[TUHS] Perkin-Elmer Sort/Merge II vs Unix sort(1)

Sun Jan 19 13:45:34 AEST 2025

I’d like to challenge the "Big Iron” hypothesis having worked with IBM/370 systems early on, DOS-VS, VM/CMS and some OS/MVS.
The system design and standard tools forced considerable complexity & waste in CPU time & storage compared to Unix I'd used at UNSW.

Probably the harshest criticism is the lack of O/S & tool development forced by IBM’s “backwards compatibility” model - at least while I had to battle it.

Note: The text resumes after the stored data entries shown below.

//! Per-generation records and the final run report.

use crate::driver::StopReason;
use crate::{EliteArchive, GateStats, Genotype, Individual};
use serde::{Deserialize, Serialize};

/// Statistics of one generation, suitable for logging.
///
/// Generation 0 describes the evaluated initial population. Fitness values
/// refer to the primary criterion; NaN criteria are left out of the
/// statistics, and all three are `None` when nothing has a usable fitness.
#[derive(Clone, Debug, PartialEq, Serialize, Deserialize)]
pub struct GenerationSummary {
    pub generation: u64,
    pub best: Option<f32>,
    pub mean: Option<f32>,
    pub worst: Option<f32>,
    /// Oracle evaluations performed during this generation.
    pub evaluations: u64,
    /// Evaluations that failed and were regenerated.
    pub evaluation_failures: u64,
    pub gate: GateStats,
    /// Occupied cells of the quality-diversity archive, if enabled.
    pub archive_size: Option<usize>,
}

impl GenerationSummary {
    pub fn from_members<'a, G, I>(generation: u64, members: I) -> Self
    where
        G: Genotype + 'a,
        I: IntoIterator<Item = &'a Individual<G>>,
    {
        let values: Vec<f32> = members
            .into_iter()
            .filter_map(Individual::primary_fitness)
            .filter(|f| !f.is_nan())
            .collect();
        let (best, mean, worst) = if values.is_empty() {
            (None, None, None)
        } else {
            let sum: f64 = values.iter().map(|&v| v as f64).sum();
            (
                values.iter().copied().reduce(f32::max),
                Some((sum / values.len() as f64) as f32),
                values.iter().copied().reduce(f32::min),
            )
        };
        Self {
            generation,
            best,
            mean,
            worst,
            evaluations: 0,
            evaluation_failures: 0,
            gate: GateStats::default(),
            archive_size: None,
        }
    }
}

/// Everything a finished run hands back.
#[derive(Clone, Debug, Serialize, Deserialize)]
#[serde(bound = "G: Genotype")]
pub struct RunReport<G: Genotype> {
    /// Best individual of the final population.
    pub best: Option<Individual<G>>,
    /// Final population, best-first within each island.
    pub population: Vec<Individual<G>>,
    /// Value of the generation counter at `Done`.
    pub generations: u64,
    pub stop_reason: StopReason,
    pub summaries: Vec<GenerationSummary>,
    /// Quality-diversity archive, if enabled.
    pub archive: Option<EliteArchive<G>>,
}
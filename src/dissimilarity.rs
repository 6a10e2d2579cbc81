//! Pairwise dissimilarity between individuals.
//!
//! Used for diversity diagnostics: the matrix is square, its diagonal is
//! zero, and it is expected (but not required) to be symmetric.

use crate::{Genotype, Individual, Oracle, OracleError};
use serde::{Deserialize, Serialize};
use tracing::warn;

#[derive(Clone, Copy, Debug, PartialEq, Eq, Serialize, Deserialize)]
#[serde(rename_all = "snake_case")]
pub enum DissimilarityMethod {
    /// Whatever [`Oracle::dissimilarity`] measures on the genotypes.
    Genetic,
    /// Absolute difference of primary fitness (unevaluated counts as NaN).
    Fitness,
    /// Euclidean distance between behavioural descriptors.
    Descriptor,
}

/// Computes the `n × n` dissimilarity matrix of `individuals`.
///
/// Asymmetry is tolerated but reported with a warning naming the number of
/// asymmetric pairs and the largest discrepancy.
///
/// # Errors
///
/// Propagates oracle failures for [`DissimilarityMethod::Genetic`], and
/// returns `InvalidOperation` if the oracle reports a non-zero
/// self-dissimilarity.
pub fn dissimilarity_matrix<G, O>(
    oracle: &O,
    individuals: &[Individual<G>],
    method: DissimilarityMethod,
) -> Result<Vec<Vec<f32>>, OracleError>
where
    G: Genotype,
    O: Oracle<G>,
{
    let n = individuals.len();
    let mut matrix = vec![vec![0.0f32; n]; n];
    for (i, a) in individuals.iter().enumerate() {
        for (j, b) in individuals.iter().enumerate() {
            matrix[i][j] = match method {
                DissimilarityMethod::Genetic => oracle.dissimilarity(&a.genotype, &b.genotype)?,
                DissimilarityMethod::Fitness => {
                    if i == j {
                        0.0
                    } else {
                        let fa = a.primary_fitness().unwrap_or(f32::NAN);
                        let fb = b.primary_fitness().unwrap_or(f32::NAN);
                        (fa - fb).abs()
                    }
                }
                DissimilarityMethod::Descriptor => euclidean(&a.descriptor, &b.descriptor),
            };
        }
    }

    for (i, row) in matrix.iter().enumerate() {
        if row[i] != 0.0 {
            return Err(OracleError::InvalidOperation(format!(
                "not a dissimilarity matrix: entry ({i}, {i}) is {}",
                row[i]
            )));
        }
    }

    let mut asymmetric = 0usize;
    let mut max_difference = 0.0f32;
    for i in 0..n {
        for j in (i + 1)..n {
            let difference = (matrix[i][j] - matrix[j][i]).abs();
            if difference > 0.0 {
                asymmetric += 1;
                max_difference = max_difference.max(difference);
            }
        }
    }
    if asymmetric > 0 {
        warn!(
            asymmetric,
            pairs = n * (n - 1) / 2,
            max_difference,
            "dissimilarity matrix is not symmetric"
        );
    }
    Ok(matrix)
}

/// Euclidean distance; missing dimensions of the shorter descriptor count as 0.
fn euclidean(a: &[f32], b: &[f32]) -> f32 {
    let len = a.len().max(b.len());
    (0..len)
        .map(|k| {
            let d = a.get(k).copied().unwrap_or(0.0) - b.get(k).copied().unwrap_or(0.0);
            d * d
        })
        .sum::<f32>()
        .sqrt()
}
//! Batch evaluation of everything that still lacks a fitness.
//!
//! Results come back keyed by individual id, never by position, so callers
//! can re-associate them no matter in which order workers finish.

use crate::{Evaluation, Genotype, Individual, Oracle, OracleError};
use std::collections::BTreeMap;
use tracing::warn;

#[cfg(feature = "parallel")]
use rayon::prelude::*;

pub type BatchResults = BTreeMap<u64, Result<Evaluation, OracleError>>;

/// Evaluates individuals on the calling thread or on a dedicated worker pool.
pub struct BatchEvaluator {
    #[cfg(feature = "parallel")]
    pool: Option<rayon::ThreadPool>,
}

impl BatchEvaluator {
    /// Evaluator using `workers` threads. One worker means the calling thread.
    pub fn new(workers: usize) -> Self {
        #[cfg(feature = "parallel")]
        {
            let pool = (workers > 1)
                .then(|| {
                    rayon::ThreadPoolBuilder::new()
                        .num_threads(workers)
                        .thread_name(|i| format!("evaluation-{i}"))
                        .build()
                })
                .transpose()
                .unwrap_or_else(|err| {
                    warn!(error = %err, "cannot build evaluation pool, evaluating sequentially");
                    None
                });
            Self { pool }
        }
        #[cfg(not(feature = "parallel"))]
        {
            if workers > 1 {
                warn!(workers, "built without the `parallel` feature, evaluating sequentially");
            }
            Self {}
        }
    }

    pub fn workers(&self) -> usize {
        #[cfg(feature = "parallel")]
        if let Some(pool) = &self.pool {
            return pool.current_num_threads();
        }
        1
    }

    /// Evaluates every individual of `batch` whose fitness is `None`.
    ///
    /// Blocks until the whole batch is done. Already evaluated individuals
    /// are skipped and have no entry in the result.
    pub fn evaluate<G, O>(&self, oracle: &O, batch: &[Individual<G>]) -> BatchResults
    where
        G: Genotype,
        O: Oracle<G>,
    {
        let pending: Vec<(u64, &G)> = batch
            .iter()
            .filter(|i| i.fitness.is_none())
            .map(|i| (i.id, &i.genotype))
            .collect();

        #[cfg(feature = "parallel")]
        if let Some(pool) = &self.pool {
            return pool.install(|| {
                pending
                    .into_par_iter()
                    .map(|(id, genotype)| (id, oracle.evaluate(genotype)))
                    .collect()
            });
        }

        pending
            .into_iter()
            .map(|(id, genotype)| (id, oracle.evaluate(genotype)))
            .collect()
    }
}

 [ Ken Robinson at UNSW had used OS/360 since ~1965. in 1975 he warned me about a pernicious batch job error message, ]
 [  “No space” - except it didn’t say on _which_ ‘DD’ (data definition == file). The O/S _knew_ exactly what was wrong, but didn’t say.]
 [ I hit this problem at work ~1985, costing me a week or two of time, plus considerable ‘chargeback’ expenses for wasted CPU & disk usage ]
 [ the problem was a trivial one if I’d had Unix piplelines available]

Just because mainframes are still used for the majority of business critical online “transaction” systems, doesn’t mean they are great, even good, solutions.
It only means the "cost of exit” is more than the owners wish to pay, it’s cheaper to keep old designs running than to change.

To achieve the perceived ‘high performance’ of mainframes required considerable SysProg, programmer/analyst & Operations work/ time.
Simple things such as the optimum ‘block size’ for a particular disk drive caused months of work for our operations team when we changed drives.
(2314 removable to 3350 sealed HDA’s)

Andrew Hume’s “Project Gecko” is worth reading for those who don’t know it.
I’m sure if Andrew & team had been tried to build a similar system a decade before, they’d have figured a way to stream data between tape drives,
the initial use-case for ’syncsort’ discussed.

Andrew used the standard Unix tools, a small amount of C, flat files and intelligent ’streaming processing’ from one disk to another, then back,
to push a SUN system to its limits, and handsomely beat Oracle.

We’ve already had the Knuth / McIlroy ‘literate programming’ vs ’shell one-liner’ example in this thread.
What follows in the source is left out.